6. How will the higher rating of the operating environment affect the credit profile of securities companies?
The stable macroeconomic environment and regulatory progress are conducive to credit for the stand-alone credit strength of securities companies. Fitch sees the corporate profile of a Chinese brokerage firm as an increasingly important differentiator, as changes in the regulatory environment will encourage the development of larger franchises and intensify industry consolidation.
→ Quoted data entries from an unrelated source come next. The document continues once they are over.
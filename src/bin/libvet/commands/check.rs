//! `libvet check` command

use std::path::PathBuf;

use anyhow::{Context, Result};
use tempfile::TempDir;

use crate::cli::CheckArgs;
use libvet::core::catalog::load_catalog;
use libvet::ops::check::{check_libraries, CheckOptions};
use libvet::toolchain::{ArduinoCli, DEFAULT_BOARD};
use libvet::util::config::{global_config_path, load_config, project_config_path, Config};

pub fn execute(args: CheckArgs) -> Result<()> {
    let config = load_merged_config();

    let libraries = load_catalog(&args.input)?;

    let toolchain = match args.cli.or(config.toolchain.cli) {
        Some(path) => ArduinoCli::new(path),
        None => ArduinoCli::from_path()?,
    }
    .with_config_file(args.config_file.or(config.toolchain.config_file));

    let library_dir = args
        .library_dir
        .or(config.paths.library_dir)
        .context("no library directory: pass --library-dir or set paths.library_dir in config")?;

    let board = args
        .board
        .or(config.toolchain.board)
        .unwrap_or_else(|| DEFAULT_BOARD.to_string());

    // The guard keeps the temporary directory alive for the whole run
    // when no explicit scratch location was given.
    let (_scratch_guard, scratch_dir) = match args.scratch_dir.or(config.paths.scratch_dir) {
        Some(dir) => (None, dir),
        None => {
            let tmp = TempDir::new().context("failed to create scratch directory")?;
            let dir = tmp.path().join("sketch");
            (Some(tmp), dir)
        }
    };

    let opts = CheckOptions {
        library_dir,
        scratch_dir,
        board,
    };

    let report = check_libraries(&toolchain, &libraries, &opts);
    report.save(&args.output)?;

    eprintln!(
        "    Checked {} libraries -> {}",
        report.suites.len(),
        args.output.display()
    );

    Ok(())
}

fn load_merged_config() -> Config {
    let global = global_config_path().unwrap_or_else(|| PathBuf::from(".libvet/config.toml"));
    let project = project_config_path(&std::env::current_dir().unwrap_or_default());
    load_config(&global, &project)
}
The improved OE score will benefit the assessment of the financial profile of Chinese securities companies, based on Fitch’s multi-level financial benchmarking ratios. Chinese brokerage houses with leading franchises and strong financial credentials will increasingly have stand-alone credit profiles assessed in the ‘bbb’ range under an improving OE, reflecting their control framework. seasoned risks, the strength of their franchise and their ability to seize growing business opportunities in several businesses including securities brokerage, investment banking and asset management.